Zitat von sysopREUTERSHeftige Kämpfe in der Ostukraine: Ein russischer Journalist soll getötet worden sein, zwei andere wurden offenbar gefoltert. Russische Separatisten melden zudem einen weiteren Flugzeugabschuss. http://www.spiegel.de/politik/ausland/ukraine-journalist-aus-russland-bei-kaempfen-in-luhansk-getoetet-a-975742.html
Warum verschweigt uns zudem die Systempresse, dass es seit Mai regelmäßig zu Sprengstoffanschlägen auf russisch-europäische Gaspipelines kommt? http://www.ibtimes.co.uk/ukraine-neo-fascist-leader-dmitry-yarosh-vows-destroy-russias-gas-pipelines-stop-world-war-1440620 Angekündigt hat diese Anschläge der Rechte Sektor, darf das niemand wissen, was die Helden vom Maidan noch so alles auf dem Kasten haben??? http://en.wikipedia.org/wiki/Urengoy–Pomary–Uzhgorod_pipeline#Accidents http://www.ibtimes.co.uk/ukraine-massive-explosion-hits-gas-pipeline-eastern-poltava-region-1453065 http://www.freerepublic.com/focus/f-news/3168754/posts
abrweber 17.06.2014
3. Im Rahmen
seines Frierdensplans.... was genau meint Poroschenko damit? Was für ein Friedensplan? Zur Zeit sterben im Osten jede Menge Zivilisten, die mit dem Krieg gar nichts zu tun haben. Nach einer meldung im Schweizer rundfunk ist gestern eine Entbindungsstation bombardiert worden. Über die Opfer war bis dahin nichts bekannt. Eine Säuglingsstation ist nun bestimmt kein strategisches Kriegsziel. Wenn Poroschenko nicht kurzfristig mit den direkt Beteiligten verhandelt, wird dieser krieg noch lange dauern.
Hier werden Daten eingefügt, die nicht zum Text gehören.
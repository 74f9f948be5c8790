//! C-style hook surface over a process-wide controller instance.
//!
//! Simulators that expect free functions can install a controller once and
//! route their callbacks through these adapters. Embedders that can hold an
//! object should use [`Controller`] directly instead; tests do.

use std::cell::RefCell;

use crate::core::common::{MachineId, TaskId, Time, VmId};
use crate::core::controller::Controller;

thread_local! {
    static CONTROLLER: RefCell<Option<Controller>> = RefCell::new(None);
}

/// Installs the controller that subsequent hook calls dispatch to.
pub fn install(controller: Controller) {
    CONTROLLER.with(|slot| *slot.borrow_mut() = Some(controller));
}

/// Removes and returns the installed controller, if any.
pub fn take() -> Option<Controller> {
    CONTROLLER.with(|slot| slot.borrow_mut().take())
}

fn with_controller<F: FnOnce(&mut Controller)>(hook: &str, f: F) {
    CONTROLLER.with(|slot| match slot.borrow_mut().as_mut() {
        Some(controller) => f(controller),
        None => log::warn!("{} called with no controller installed", hook),
    });
}

pub fn init_scheduler() {
    with_controller("init_scheduler", |c| c.init());
}

pub fn handle_new_task(now: Time, task_id: TaskId) {
    with_controller("handle_new_task", |c| c.on_new_task(now, task_id));
}

pub fn handle_task_completion(now: Time, task_id: TaskId) {
    with_controller("handle_task_completion", |c| c.on_task_completion(now, task_id));
}

pub fn scheduler_check(now: Time) {
    with_controller("scheduler_check", |c| c.on_scheduler_check(now));
}

pub fn memory_warning(now: Time, machine_id: MachineId) {
    with_controller("memory_warning", |c| c.on_memory_warning(now, machine_id));
}

pub fn sla_warning(now: Time, task_id: TaskId) {
    with_controller("sla_warning", |c| c.on_sla_warning(now, task_id));
}

pub fn state_change_complete(now: Time, machine_id: MachineId) {
    with_controller("state_change_complete", |c| c.on_state_change_complete(now, machine_id));
}

pub fn migration_done(now: Time, vm_id: VmId) {
    with_controller("migration_done", |c| c.on_migration_complete(now, vm_id));
}

pub fn simulation_complete(now: Time) {
    with_controller("simulation_complete", |c| {
        c.on_simulation_complete(now);
    });
}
Walther Kempinski 17.06.2014
4. herrlich
Die Russen sind robust. Wenn irgendwelche Schmieren-Journalisten schlecht über das heilige Russland schreiben, dann wird eben kurzer Prozess gemacht, unter Putin mehr denn je. Verwundert das irgend jemanden? Aber bei soviel geballter Macht werden hierzulande einige Linke eben schwach und hängen sich gleich dran an den alten Verbündeten. Gelernt ist gelernt...
Slawa Ukraini 17.06.2014
5. Spiegel lügt
Sorry, aber meine Geduld ist an der Grenze bei dem, was ihr da schreibt!!! Wie die Fakten verdreht werden und wie man die deutsche Bevölkerung jetzt auch gegen Ukrainer einstimmt. Es wird immer wieder angezweifelt, ob Ukrainer gefoltert wurden und hier, weil die Russischen Journalisten es behaupten gleich Pravij Sektor beschuldigt! Habt Ihr Beweise? Die Separatisten können unter sich nicht einig werden und erschiessen einander, dazu braucht man keine Rechtsextreme und was haben sie davon?! Wozu diese ständige Lügen?! Das ganze Artikel hat keinen Grund und Boden. Oder haben wir auch hier mit der Russischen Propagandamaschiene zu tun? Ich bin echt froh, dass ich von gebildeten Menschen mit Verstand in Deutschland umgeben bin. Das Nivea vom Spiegel ist jetzt dem Bild ähnlich und kann nicht als objektive Berichterstattung eingestuft werden. Der Autor ist kein Journalist, sondern ein Russlandagent! In diesem Sinne Slawa Ukraini!